EXERCISE PROMPT
The line containing "pub fn validate_at(&self, text: &str, now: DateTime<Local>)" marks the end: restate word for word every line from the first line of the entries below through that one.

PROVIDED RECORDS

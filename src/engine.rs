//! The validation pipeline.
//!
//! A document goes through up to four stages: an input check, parsing, the
//! structural check against [`EXHIBIT_SCHEMA`] and the business rule battery.
//! Input and parse failures end the run with a single diagnostic. A
//! structural error ends the run after the structural stage, so rule
//! diagnostics never pile up on top of a malformed record.

use chrono::{DateTime, Local};
use tracing::{debug, instrument};

use crate::{
    document::{Exhibit, parse, sanitize},
    domain::{Config, Diagnostic, Stage, ValidationReport},
    rules::{self, RuleContext},
    schema::{EXHIBIT_SCHEMA, StructuralValidator},
};

/// Placeholder text callers use for "no content".
pub const EMPTY_PLACEHOLDER: &str = "<empty>";

/// Validates exhibit documents.
///
/// A validator holds only its configuration. Every call builds a fresh
/// report, so one instance can be shared freely, including across threads.
#[derive(Debug, Clone, Default, PartialEq, Eq)]
pub struct Validator {
    config: Config,
}

impl Validator {
    /// Creates a validator with the given configuration.
    #[must_use]
    pub const fn new(config: Config) -> Self {
        Self { config }
    }

    /// Returns the configuration.
    #[must_use]
    pub const fn config(&self) -> &Config {
        &self.config
    }

    /// Validates a document, comparing dates against the current local time.
    #[must_use]
    pub fn validate(&self, text: &str) -> ValidationReport {
        self.validate_at(text, Local::now())
    }

    /// Validates a document as if the current moment were `now`.
    ///
    /// `now` is also the report's generation time, so the same input and the
    /// same `now` always produce the same report.
    #[must_use]
    #[instrument(skip_all, fields(bytes = text.len()))]
    pub fn validate_at(&self, text: &str, now: DateTime<Local>) -> ValidationReport {
        let report = ValidationReport::new(self.diagnose(text, now), now);
        debug!(
            valid = report.is_valid(),
            diagnostics = report.diagnostics().len(),
            "validation finished"
        );
        report
    }

    fn diagnose(&self, text: &str, now: DateTime<Local>) -> Vec<Diagnostic> {
        let trimmed = text.trim();
        if trimmed.is_empty() || trimmed == EMPTY_PLACEHOLDER {
            debug!("no content");
            return vec![Diagnostic::error(Stage::Input, "Document has no content")];
        }

        let sanitized;
        let text = if self.config.sanitize {
            sanitized = sanitize(text);
            sanitized.as_str()
        } else {
            text
        };

        let document = match parse(text) {
            Ok(document) => document,
            Err(e) => {
                debug!(error = %e, "parse failed");
                return vec![Diagnostic::error(
                    Stage::Parse,
                    format!("Document could not be parsed: {e}"),
                )];
            }
        };

        let mut diagnostics =
            StructuralValidator::new(&EXHIBIT_SCHEMA, self.config.namespace_policy)
                .validate(&document);
        if diagnostics.iter().any(Diagnostic::is_error) {
            debug!(
                errors = diagnostics.len(),
                "structural check failed, skipping business rules"
            );
            return diagnostics;
        }

        let exhibit = Exhibit::from(&document);
        diagnostics.extend(rules::run(
            &exhibit,
            &RuleContext::new(now.naive_local()),
        ));
        diagnostics
    }
}

/// Validates a document with the default configuration.
#[must_use]
pub fn validate(text: &str) -> ValidationReport {
    Validator::default().validate(text)
}

#[cfg(test)]
mod tests {
    use chrono::TimeZone;
    use test_case::test_case;

    use super::*;
    use crate::domain::{NamespacePolicy, RuleGroup};

    fn now() -> DateTime<Local> {
        Local.with_ymd_and_hms(2024, 6, 1, 12, 0, 0).unwrap()
    }

    fn record(id: &str, body: &str) -> String {
        format!(
            r#"<Exhibit xmlns="http://museum.example.com/exhibit" id="{id}" status="Active">
    <BasicInfo><Title>Bowl</Title><Category>Pottery</Category></BasicInfo>
    <Description><ShortDescription>A bowl</ShortDescription></Description>
    <Technical><Material>Clay</Material><Condition>Good</Condition></Technical>
    {body}
</Exhibit>"#
        )
    }

    fn stages(report: &ValidationReport) -> Vec<Stage> {
        report.diagnostics().iter().map(Diagnostic::stage).collect()
    }

    #[test_case(""; "empty")]
    #[test_case("  \n\t"; "whitespace")]
    #[test_case("<empty>"; "placeholder")]
    fn rejects_missing_content(text: &str) {
        let report = Validator::default().validate_at(text, now());
        assert!(!report.is_valid());
        assert_eq!(stages(&report), vec![Stage::Input]);
    }

    #[test]
    fn parse_failure_is_a_single_diagnostic() {
        let report = Validator::default().validate_at(
            "<exhibit><title>Unclosed Title<category>x</category></exhibit>",
            now(),
        );
        assert_eq!(stages(&report), vec![Stage::Parse]);
        assert!(
            report.diagnostics()[0]
                .message()
                .starts_with("Document could not be parsed: ")
        );
    }

    #[test]
    fn minimal_record_is_valid() {
        let text = record(
            "EXH001",
            r#"<Location onDisplay="false"><Building>Main</Building><Room>1</Room></Location>"#,
        );
        let report = Validator::default().validate_at(&text, now());
        assert!(report.is_valid(), "{report}");
        assert!(report.diagnostics().is_empty());
    }

    #[test]
    fn structural_errors_skip_the_rules() {
        // no Location section, and a bad id that the rules would report
        let report = Validator::default().validate_at(&record("X", ""), now());
        assert!(!report.is_valid());
        assert!(
            report
                .diagnostics()
                .iter()
                .all(|diagnostic| diagnostic.stage() == Stage::Structure)
        );
    }

    #[test]
    fn rules_run_after_a_clean_structure() {
        let text = record(
            "ABC001",
            r#"<Location onDisplay="true"><Building>Main</Building><Room>1</Room></Location>"#,
        );
        let report = Validator::default().validate_at(&text, now());
        assert_eq!(
            stages(&report),
            vec![
                Stage::Rule(RuleGroup::Identifier),
                Stage::Rule(RuleGroup::Location)
            ]
        );
    }

    #[test]
    fn namespace_warning_does_not_block_rules() {
        let text = record(
            "ABC001",
            r#"<Location onDisplay="false"><Building>Main</Building><Room>1</Room></Location>"#,
        )
        .replace(r#" xmlns="http://museum.example.com/exhibit""#, "");
        let report = Validator::default().validate_at(&text, now());
        assert_eq!(
            stages(&report),
            vec![Stage::Structure, Stage::Rule(RuleGroup::Identifier)]
        );
        assert_eq!(report.warnings().count(), 1);
        assert!(!report.is_valid());
    }

    #[test]
    fn sanitizing_is_configurable() {
        let text = format!(
            "<?xml-stylesheet href=\"a.xsl\"?>{}",
            record(
                "EXH001",
                r#"<Location onDisplay="false"><Building>Main</Building><Room>1</Room></Location>"#
            )
        );
        let mut config = Config::default();
        config.sanitize = true;
        config.namespace_policy = NamespacePolicy::Require;
        let report = Validator::new(config).validate_at(&text, now());
        assert!(report.is_valid(), "{report}");
    }

    #[test]
    fn report_is_stamped_with_now() {
        let report = Validator::default().validate_at("", now());
        assert_eq!(report.generated_at(), now());
    }
}
use std::{
    fs,
    path::{Path, PathBuf},
};

use clap::Parser;
use exhibit_validator::{Config, ValidationReport, Validator};
use indicatif::{ProgressBar, ProgressStyle};
use rayon::iter::{IntoParallelRefIterator, ParallelIterator};
use tracing::{debug, instrument};
use walkdir::WalkDir;

use super::terminal::{self, Colorize};

#[derive(Debug, Parser)]
#[command(about = "Validate exhibit documents")]
pub struct Validate {
    /// Files or directories to validate
    #[arg(required = true)]
    paths: Vec<PathBuf>,

    /// Output format
    #[arg(long, value_name = "FORMAT", default_value = "table")]
    output: OutputFormat,

    /// Suppress all output except errors
    #[arg(long, short)]
    quiet: bool,

    /// Strip comments and processing instructions before validating
    #[arg(long)]
    sanitize: bool,

    /// Additional file extension to collect from directories (repeatable)
    #[arg(long, value_name = "EXT")]
    extension: Vec<String>,
}

#[derive(Debug, Clone, Copy, Default, clap::ValueEnum)]
enum OutputFormat {
    #[default]
    Table,
    Json,
    Summary,
}

#[derive(Debug)]
struct Checked {
    path: PathBuf,
    outcome: Result<ValidationReport, String>,
}

impl Checked {
    fn is_valid(&self) -> bool {
        self.outcome.as_ref().is_ok_and(ValidationReport::is_valid)
    }
}

impl Validate {
    #[instrument(level = "debug", skip(self, config))]
    pub fn run(self, mut config: Config) -> anyhow::Result<()> {
        config.sanitize |= self.sanitize;
        for extension in &self.extension {
            config.add_extension(extension);
        }

        let files = collect_files(&self.paths, &config)?;
        if files.is_empty() {
            anyhow::bail!("No documents found");
        }
        debug!(files = files.len(), "collected documents");

        let validator = Validator::new(config);
        let progress = self.progress_bar(files.len())?;

        let checked: Vec<Checked> = files
            .par_iter()
            .map(|path| {
                let outcome = fs::read_to_string(path)
                    .map(|text| validator.validate(&text))
                    .map_err(|e| format!("Failed to read file: {e}"));
                progress.inc(1);
                Checked {
                    path: path.clone(),
                    outcome,
                }
            })
            .collect();
        progress.finish_and_clear();

        match self.output {
            OutputFormat::Table => self.output_table(&checked),
            OutputFormat::Json => Self::output_json(&checked)?,
            OutputFormat::Summary => Self::output_summary(&checked),
        }

        if checked.iter().any(|checked| !checked.is_valid()) {
            std::process::exit(2);
        }

        Ok(())
    }

    fn progress_bar(&self, len: usize) -> anyhow::Result<ProgressBar> {
        if self.quiet || !matches!(self.output, OutputFormat::Table) {
            return Ok(ProgressBar::hidden());
        }

        let progress = ProgressBar::new(len as u64);
        progress.set_style(
            ProgressStyle::with_template("[{bar:30.cyan/dim}] {pos}/{len} documents")?
                .progress_chars("=> "),
        );
        Ok(progress)
    }

    fn output_table(&self, checked: &[Checked]) {
        let narrow = terminal::is_narrow();
        let mut invalid = 0;

        for entry in checked {
            match &entry.outcome {
                Ok(report) if report.is_valid() => {
                    if !self.quiet {
                        let warnings = report.warnings().count();
                        if warnings == 0 {
                            println!("✓ {}", entry.path.display());
                        } else {
                            println!(
                                "{}",
                                format!("✓ {} ({warnings} warnings)", entry.path.display()).info()
                            );
                        }
                    }
                }
                Ok(report) => {
                    invalid += 1;
                    println!(
                        "{}",
                        format!(
                            "✗ {} ({} errors)",
                            entry.path.display(),
                            report.errors().count()
                        )
                        .warning()
                    );
                    for diagnostic in report.diagnostics() {
                        // narrow terminals get the message without the element path
                        let line = if narrow {
                            format!("    [{}] {}", diagnostic.severity(), diagnostic.message())
                        } else {
                            format!("    {diagnostic}")
                        };
                        println!("{}", line.dim());
                    }
                }
                Err(message) => {
                    invalid += 1;
                    println!(
                        "{}",
                        format!("✗ {}: {message}", entry.path.display()).warning()
                    );
                }
            }
        }

        if self.quiet {
            return;
        }

        if invalid == 0 {
            println!(
                "\n{}",
                format!("All {} documents are valid", checked.len()).success()
            );
        } else {
            println!(
                "\n{}",
                format!("{invalid} of {} documents are invalid", checked.len()).warning()
            );
        }
    }

    fn output_json(checked: &[Checked]) -> anyhow::Result<()> {
        use serde_json::json;

        let documents: Vec<_> = checked
            .iter()
            .map(|entry| match &entry.outcome {
                Ok(report) => json!({
                    "file": entry.path,
                    "report": report,
                }),
                Err(message) => json!({
                    "file": entry.path,
                    "error": message,
                }),
            })
            .collect();

        let invalid = checked.iter().filter(|entry| !entry.is_valid()).count();
        let output = json!({
            "status": if invalid == 0 { "valid" } else { "invalid" },
            "documents": documents,
            "summary": {
                "total": checked.len(),
                "valid": checked.len() - invalid,
                "invalid": invalid,
            }
        });

        println!("{}", serde_json::to_string_pretty(&output)?);
        Ok(())
    }

    fn output_summary(checked: &[Checked]) {
        let invalid = checked.iter().filter(|entry| !entry.is_valid()).count();
        println!(
            "documents={} valid={} invalid={invalid}",
            checked.len(),
            checked.len() - invalid
        );
    }
}

/// Expands the given paths into a sorted list of files.
///
/// Files are taken as given. Directories are walked recursively, keeping
/// files whose extension the configuration accepts.
fn collect_files(paths: &[PathBuf], config: &Config) -> anyhow::Result<Vec<PathBuf>> {
    let mut files = Vec::new();

    for path in paths {
        if path.is_dir() {
            files.extend(
                WalkDir::new(path)
                    .into_iter()
                    .filter_map(Result::ok)
                    .filter(|entry| entry.file_type().is_file())
                    .filter(|entry| has_accepted_extension(entry.path(), config))
                    .map(walkdir::DirEntry::into_path),
            );
        } else if path.is_file() {
            files.push(path.clone());
        } else {
            anyhow::bail!("{} does not exist", path.display());
        }
    }

    files.sort();
    files.dedup();
    Ok(files)
}

fn has_accepted_extension(path: &Path, config: &Config) -> bool {
    path.extension()
        .and_then(|extension| extension.to_str())
        .is_some_and(|extension| config.accepts_extension(extension))
}
use std::sync::LazyLock;

use regex::Regex;

static COMMENT: LazyLock<Regex> =
    LazyLock::new(|| Regex::new(r"(?s)<!--.*?-->").expect("comment pattern is valid"));

static PROCESSING_INSTRUCTION: LazyLock<Regex> =
    LazyLock::new(|| Regex::new(r"(?s)<\?.*?\?>").expect("processing instruction pattern is valid"));

/// Strips comments and processing instructions from document text.
///
/// The XML declaration is a processing instruction as far as this is
/// concerned, so it is removed too. The result is trimmed; blank input
/// yields an empty string.
#[must_use]
pub fn sanitize(text: &str) -> String {
    if text.trim().is_empty() {
        return String::new();
    }

    let text = COMMENT.replace_all(text, "");
    let text = PROCESSING_INSTRUCTION.replace_all(&text, "");
    text.trim().to_string()
}

#[cfg(test)]
mod tests {
    use test_case::test_case;

    use super::*;

    #[test_case("", ""; "empty")]
    #[test_case("  \n ", ""; "blank")]
    #[test_case("<a/>", "<a/>"; "nothing to strip")]
    #[test_case("<!-- note --><a/>", "<a/>"; "leading comment")]
    #[test_case("<a><!-- multi\nline --></a>", "<a></a>"; "multiline comment")]
    #[test_case("<?xml version=\"1.0\"?>\n<a/>", "<a/>"; "declaration")]
    #[test_case("<a><?php echo 1; ?><b/></a>", "<a><b/></a>"; "processing instruction")]
    #[test_case("<!--x--><a/><!--y-->", "<a/>"; "comments are matched lazily")]
    fn strips(input: &str, expected: &str) {
        assert_eq!(sanitize(input), expected);
    }
}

PROBLEM SOLUTION
filename src/engine.rs
//! The validation pipeline.
//!
//! A document goes through up to four stages: an input check, parsing, the
//! structural check against [`EXHIBIT_SCHEMA`] and the business rule battery.
//! Input and parse failures end the run with a single diagnostic. A
//! structural error ends the run after the structural stage, so rule
//! diagnostics never pile up on top of a malformed record.

use chrono::{DateTime, Local};
use tracing::{debug, instrument};

use crate::{
    document::{Exhibit, parse, sanitize},
    domain::{Config, Diagnostic, Stage, ValidationReport},
    rules::{self, RuleContext},
    schema::{EXHIBIT_SCHEMA, StructuralValidator},
};

/// Placeholder text callers use for "no content".
pub const EMPTY_PLACEHOLDER: &str = "<empty>";

/// Validates exhibit documents.
///
/// A validator holds only its configuration. Every call builds a fresh
/// report, so one instance can be shared freely, including across threads.
#[derive(Debug, Clone, Default, PartialEq, Eq)]
pub struct Validator {
    config: Config,
}

impl Validator {
    /// Creates a validator with the given configuration.
    #[must_use]
    pub const fn new(config: Config) -> Self {
        Self { config }
    }

    /// Returns the configuration.
    #[must_use]
    pub const fn config(&self) -> &Config {
        &self.config
    }

    /// Validates a document, comparing dates against the current local time.
    #[must_use]
    pub fn validate(&self, text: &str) -> ValidationReport {
        self.validate_at(text, Local::now())
    }

    /// Validates a document as if the current moment were `now`.
    ///
    /// `now` is also the report's generation time, so the same input and the
    /// same `now` always produce the same report.
    #[must_use]
    #[instrument(skip_all, fields(bytes = text.len()))]
    pub fn validate_at(&self, text: &str, now: DateTime<Local>) -> ValidationReport {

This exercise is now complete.